Сложной является дифференциальная диагностика синдрома Х с атеросклеротическим
поражением коронарных артерий (КБС). На наличие последнего обычно указывают
возраст больного и такие факторы риска, как дислипопротеинемия, отягощенная
наследственность, АГ. Прогноз жизни у больных с синдром Х, по-видимому, относительно
хороший, но описаны редкие случаи внезапной смерти.
Лечение синдрома Х
Лечение больных с синдром Х представляется пока что сложной и не совсем
ясной задачей. Из основных групп антиангинальных средств таким больным показано
назначение b-блокаторов. Имеются также сообщения
о положительном эффекте АК. Кратковременное в/в введение антагониста эндогенного
аденозина, а именно аминофиллина (в дозе 6 мг/кг в течение свыше 15 мин), у
таких больных приводит к увеличению переносимости физической нагрузки, повышению
порога развития ишемии, так как этот препарат способен предупреждать или замедлять
развитие синдрома обкрадывания, вызываемого избыточным высвобождением аденозина.
Вместе с тем, аминофиллин не способствовал улучшению функции левого желудочка
на пике физической нагрузки из-за ограниченной способности препарата вызывать
перераспределение коронарного кровотока (Yoshio H. и др., 1995).
Сублингвальный прием нитратов обычно неэффективен, а в отдельных исследованиях
с тестами с физической нагрузкой даже оказывал отрицательный эффект.
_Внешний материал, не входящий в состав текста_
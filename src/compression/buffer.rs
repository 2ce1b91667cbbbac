/// Fixed-size output of a decode call.
///
/// Allocated once at the requested size and zero filled. Writes past the end
/// are dropped, so a decoder only has to check [`DecodedBuffer::is_full`] to
/// know when to stop.
#[derive(Debug, Clone)]
pub struct DecodedBuffer {
    dst: Vec<u8>,
    write_index: usize,
}

impl DecodedBuffer {
    pub fn new(size: usize) -> Self {
        Self {
            dst: vec![0; size],
            write_index: 0,
        }
    }

    pub fn position(&self) -> usize {
        self.write_index
    }

    pub fn capacity(&self) -> usize {
        self.dst.len()
    }

    pub fn is_full(&self) -> bool {
        self.write_index >= self.dst.len()
    }

    /// Returns `false` if the buffer was already full.
    pub fn push(&mut self, value: u8) -> bool {
        match self.dst.get_mut(self.write_index) {
            Some(slot) => {
                *slot = value;
                self.write_index += 1;
                true
            }
            None => false,
        }
    }

    pub fn fill(&mut self, value: u8, count: usize) {
        let end = self.write_index.saturating_add(count).min(self.dst.len());
        self.dst[self.write_index..end].fill(value);
        self.write_index = end;
    }

    /// Copies `count` bytes starting at `source` to the write position, one
    /// byte at a time. The ranges may overlap: bytes written by this call are
    /// read back once `source` catches up with them, which repeats the last
    /// `write_index - source` bytes.
    ///
    /// Returns `false` without writing anything if `source` is not behind the
    /// write position.
    pub fn copy_back(&mut self, mut source: usize, count: usize) -> bool {
        if source >= self.write_index {
            return false;
        }

        for _ in 0..count {
            let Some(&value) = self.dst.get(source) else {
                break;
            };
            if !self.push(value) {
                break;
            }
            source += 1;
        }

        true
    }

    pub fn into_inner(self) -> Vec<u8> {
        self.dst
    }
}
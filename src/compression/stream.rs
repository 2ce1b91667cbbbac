/// Read cursor over a compressed payload.
///
/// Every read is bounds checked and reports exhaustion with `None` instead of
/// panicking, so the decoders can stop on short input and keep what they have.
#[derive(Debug, Clone)]
pub struct ByteStream<'a> {
    src: &'a [u8],
    read_index: usize,
}

impl<'a> ByteStream<'a> {
    pub fn new(src: &'a [u8]) -> Self {
        Self { src, read_index: 0 }
    }

    pub fn position(&self) -> usize {
        self.read_index
    }

    pub fn remaining(&self) -> usize {
        self.src.len() - self.read_index
    }

    pub fn is_exhausted(&self) -> bool {
        self.read_index >= self.src.len()
    }

    pub fn peek(&self) -> Option<u8> {
        self.src.get(self.read_index).copied()
    }

    pub fn read(&mut self) -> Option<u8> {
        let value = self.peek()?;
        self.read_index += 1;
        Some(value)
    }

    fn read_pair(&mut self) -> Option<[u8; 2]> {
        let pair = self.src.get(self.read_index..self.read_index + 2)?;
        self.read_index += 2;
        Some([pair[0], pair[1]])
    }

    pub fn read_u16_le(&mut self) -> Option<u16> {
        self.read_pair().map(u16::from_le_bytes)
    }

    pub fn read_u16_be(&mut self) -> Option<u16> {
        self.read_pair().map(u16::from_be_bytes)
    }
}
Лечение больных с синдромом Х остается в основном эмпирическим
и чаще всего неудовлетворительным. Поэтому приходится использовать не только
основные антиангинальные средства, в первую очередь b1-блокторы
(например, атенолол), но и альтернативные средства.
Имеется сообщение об эффективности антидепрессанта имипрамина (в дозе 50 мг)
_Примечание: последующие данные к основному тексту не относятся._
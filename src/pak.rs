//! PAK archives: a flat table of `{u32 LE offset, NUL-terminated name}`
//! records ended by a zero offset, followed by the entry data back to back.
//! Sizes are not stored; an entry runs until the next entry's offset, and the
//! last one until the end of the archive.

use std::{
    fs,
    path::{Path, PathBuf},
};
use thiserror::Error;

#[derive(Debug, Clone, PartialEq, Eq)]
pub struct PakEntry {
    pub name: String,
    pub offset: u32,
    pub data: Vec<u8>,
}

#[derive(Debug, Clone, Default, PartialEq, Eq)]
pub struct PakArchive {
    entries: Vec<PakEntry>,
}

#[derive(Error, Debug)]
pub enum PakError {
    #[error("Failed to access archive")]
    Io(#[from] std::io::Error),
    #[error("Archive table is truncated")]
    TruncatedTable,
    #[error("Entry {name} has invalid offset {offset:#x}")]
    InvalidOffset { name: String, offset: u32 },
    #[error("Entry {0} already exists in the archive")]
    DuplicateEntry(String),
    #[error("Entry {0} has no data")]
    EmptyEntry(String),
    #[error("Entry name {0:?} cannot be stored or extracted")]
    InvalidName(String),
    #[error("No entry named {0}")]
    NotFound(String),
    #[error("Archive is too large for 32-bit offsets")]
    TooLarge,
}

struct TableReader<'a> {
    data: &'a [u8],
    read_index: usize,
}

impl TableReader<'_> {
    fn read_offset(&mut self) -> Result<u32, PakError> {
        let bytes = self
            .data
            .get(self.read_index..self.read_index + 4)
            .ok_or(PakError::TruncatedTable)?;
        self.read_index += 4;

        Ok(u32::from_le_bytes([bytes[0], bytes[1], bytes[2], bytes[3]]))
    }

    fn read_name(&mut self) -> Result<String, PakError> {
        let rest = &self.data[self.read_index..];
        let len = rest
            .iter()
            .position(|&b| b == 0)
            .ok_or(PakError::TruncatedTable)?;
        self.read_index += len + 1;

        Ok(String::from_utf8_lossy(&rest[..len]).into_owned())
    }
}

impl PakArchive {
    pub fn new() -> Self {
        Self::default()
    }

    pub fn open<P: AsRef<Path>>(path: P) -> Result<Self, PakError> {
        let data = fs::read(path.as_ref())?;
        Self::parse(&data)
    }

    pub fn parse(data: &[u8]) -> Result<Self, PakError> {
        let mut table = TableReader {
            data,
            read_index: 0,
        };

        let mut records = Vec::new();
        loop {
            let offset = table.read_offset()?;
            if offset == 0 {
                break;
            }

            let name = table.read_name()?;
            records.push((name, offset));
        }
        let table_end = table.read_index;

        let mut entries = Vec::with_capacity(records.len());
        for (i, (name, offset)) in records.iter().enumerate() {
            let start = *offset as usize;
            let end = records
                .get(i + 1)
                .map_or(data.len(), |(_, next)| *next as usize);

            if start < table_end || start > end || end > data.len() {
                return Err(PakError::InvalidOffset {
                    name: name.clone(),
                    offset: *offset,
                });
            }

            log::trace!("entry {} at {:#x}, {} bytes", name, start, end - start);
            entries.push(PakEntry {
                name: name.clone(),
                offset: *offset,
                data: data[start..end].to_vec(),
            });
        }

        Ok(Self { entries })
    }

    pub fn entries(&self) -> &[PakEntry] {
        &self.entries
    }

    pub fn is_empty(&self) -> bool {
        self.entries.is_empty()
    }

    pub fn get(&self, name: &str) -> Option<&PakEntry> {
        self.entries.iter().find(|entry| entry.name == name)
    }

    /// Appends an entry and recomputes every offset.
    pub fn add(&mut self, name: &str, data: Vec<u8>) -> Result<(), PakError> {
        if data.is_empty() {
            return Err(PakError::EmptyEntry(name.to_string()));
        }
        if !is_valid_name(name) {
            return Err(PakError::InvalidName(name.to_string()));
        }
        if self.get(name).is_some() {
            return Err(PakError::DuplicateEntry(name.to_string()));
        }

        self.entries.push(PakEntry {
            name: name.to_string(),
            offset: 0,
            data,
        });

        if let Err(err) = self.recalculate_offsets() {
            self.entries.pop();
            return Err(err);
        }

        Ok(())
    }

    fn recalculate_offsets(&mut self) -> Result<(), PakError> {
        // offset + name + NUL per entry, then the zero sentinel
        let table_size: usize = self
            .entries
            .iter()
            .map(|entry| 4 + entry.name.len() + 1)
            .sum::<usize>()
            + 4;

        let mut offsets = Vec::with_capacity(self.entries.len());
        let mut offset = table_size;
        for entry in &self.entries {
            offsets.push(u32::try_from(offset).map_err(|_| PakError::TooLarge)?);
            offset += entry.data.len();
        }
        u32::try_from(offset).map_err(|_| PakError::TooLarge)?;

        for (entry, offset) in self.entries.iter_mut().zip(offsets) {
            entry.offset = offset;
        }

        Ok(())
    }

    pub fn to_bytes(&self) -> Vec<u8> {
        let mut buf = Vec::new();

        for entry in &self.entries {
            buf.extend_from_slice(&entry.offset.to_le_bytes());
            buf.extend_from_slice(entry.name.as_bytes());
            buf.push(0);
        }
        buf.extend_from_slice(&0u32.to_le_bytes());

        for entry in &self.entries {
            buf.extend_from_slice(&entry.data);
        }

        buf
    }

    pub fn save<P: AsRef<Path>>(&self, path: P) -> Result<(), PakError> {
        fs::write(path.as_ref(), self.to_bytes())?;
        Ok(())
    }

    /// Writes the entry called `name` into `dir`, returning the created path.
    pub fn extract<P: AsRef<Path>>(&self, name: &str, dir: P) -> Result<PathBuf, PakError> {
        let entry = self
            .get(name)
            .ok_or_else(|| PakError::NotFound(name.to_string()))?;

        write_entry(entry, dir.as_ref())
    }

    pub fn extract_all<P: AsRef<Path>>(&self, dir: P) -> Result<Vec<PathBuf>, PakError> {
        self.entries
            .iter()
            .map(|entry| write_entry(entry, dir.as_ref()))
            .collect()
    }
}

/// Whether `name` can be used as a single file name inside a directory.
pub(crate) fn is_valid_name(name: &str) -> bool {
    !name.is_empty()
        && name != "."
        && name != ".."
        && !name.contains(['\0', '/', '\\'])
}

fn write_entry(entry: &PakEntry, dir: &Path) -> Result<PathBuf, PakError> {
    if !is_valid_name(&entry.name) {
        return Err(PakError::InvalidName(entry.name.clone()));
    }

    let path = dir.join(&entry.name);
    fs::write(&path, &entry.data)?;
    log::debug!("Extracted {} ({} bytes)", path.display(), entry.data.len());

    Ok(path)
}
у некоторых больных c синдромом Х. Имипрамин представляет собой ингибитор обратного
захвата моноаминов (нейромедиаторов). Он блокирует захват норадреналина, дофамина,
серотонина и других нейромедиаторов. Однако он оказывает ряд серьезных побочных
эффектов: бессонницу, возбуждение (при передозировке), головную боль, головокружение,
сердцебиение, потливость, сухость во рту и другие. Все это дает основание сомневаться
в перспективности применения этого препарата у больных синдромом Х даже в случае
достижения выраженного антиангинального эффекта у таких больных.
 |
У больных с синдромом Х дипиридамол при в/в введении в дозе 0,568 мг/кг в течение
более 4 мин значительно увеличивал варибельность интервала QT в 12 стандартных
отведениях ЭКГ (дисперсию QT), что отражает вариабельность рефрактерности желудочков
и является маркером аритмогенного потенциала у лиц с КБС и без нее. Через 10
мин после в/в введения дипиридамола последующая в/в инфузия аминофиллина (в
дозе 125 мг в течение 1 мин и более) устраняет выраженность этих изменений,
что подтверждает вовлеченность эндогенного аденозина в развитие дисперсии QT
и желудочковой экстрасистолии у больных с синдромом Х (Agshikaga T. и др., 1999).
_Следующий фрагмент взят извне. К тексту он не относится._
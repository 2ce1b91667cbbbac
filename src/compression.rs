use std::fmt;
use thiserror::Error;

mod buffer;
mod lcw;
mod rle;
mod stream;

pub use buffer::DecodedBuffer;
pub use lcw::{decompress_lcw, AddressingMode, Command, LcwDecoder};
pub use rle::{decompress_rle, RleDecoder, RleOp};
pub use stream::ByteStream;

/// Compression type code stored in a CPS header.
#[derive(Debug, Clone, Copy, PartialEq, Eq, Hash)]
pub enum Compression {
    None,
    Lzw12,
    Lzw14,
    Rle,
    Lcw,
    Unknown(u16),
}

#[derive(Error, Debug)]
pub enum DecompressError {
    #[error("Unsupported compression method: {0}")]
    Unsupported(Compression),
}

impl From<u16> for Compression {
    fn from(code: u16) -> Self {
        match code {
            0x0000 => Self::None,
            0x0001 => Self::Lzw12,
            0x0002 => Self::Lzw14,
            0x0003 => Self::Rle,
            0x0004 => Self::Lcw,
            other => Self::Unknown(other),
        }
    }
}

impl From<Compression> for u16 {
    fn from(compression: Compression) -> Self {
        match compression {
            Compression::None => 0x0000,
            Compression::Lzw12 => 0x0001,
            Compression::Lzw14 => 0x0002,
            Compression::Rle => 0x0003,
            Compression::Lcw => 0x0004,
            Compression::Unknown(code) => code,
        }
    }
}

impl fmt::Display for Compression {
    fn fmt(&self, f: &mut fmt::Formatter<'_>) -> fmt::Result {
        match self {
            Self::None => f.write_str("None"),
            Self::Lzw12 => f.write_str("Westwood LZW 12-bit"),
            Self::Lzw14 => f.write_str("Westwood LZW 14-bit"),
            Self::Rle => f.write_str("Westwood RLE"),
            Self::Lcw => f.write_str("Westwood LCW"),
            Self::Unknown(code) => write!(f, "Unknown ({:#06x})", code),
        }
    }
}

impl Compression {
    pub fn is_supported(self) -> bool {
        matches!(self, Self::Rle | Self::Lcw)
    }

    /// Decodes `src` into a buffer of exactly `size` bytes.
    ///
    /// Only RLE and LCW payloads can be decoded; every other method is
    /// reported as [`DecompressError::Unsupported`]. Short or malformed
    /// payloads are not an error, the output is just left partially zero.
    pub fn decompress(self, src: &[u8], size: usize) -> Result<Vec<u8>, DecompressError> {
        match self {
            Self::Lcw => Ok(decompress_lcw(src, size)),
            Self::Rle => Ok(decompress_rle(src, size)),
            other => Err(DecompressError::Unsupported(other)),
        }
    }
}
Доксазозин (блокатор a1-адренорецепторов)
не оказывал значительного эффекта на вызываемые физической нагрузкой приступы
стенокардии, продолжительность переносимой нагрузки и на депрессию сегмента
ST у больных с синдромом Х, несмотря на его вазодилататорные свойства, проявляющиеся
в снижении АД и увеличении ЧСС при приеме очень большой дозы препарата. Блокада
a1-адренорецепторов не влияет на чувствительность
к инсулину больных с синдромом Х, хотя блокаторы a1-адренорецепторов
повышают чувствительность к инсулину у больных гипертонической болезнью (Botker
H.E. и др., 1998).
Положительный эффект на больных женщин с синдромом Х может оказывать эстрогенная
терапия, в частности 17-b-эстрадиолом в дозе 100
мг/сут в виде накожных пластырей (Rosano G.M.C. и др., 1996).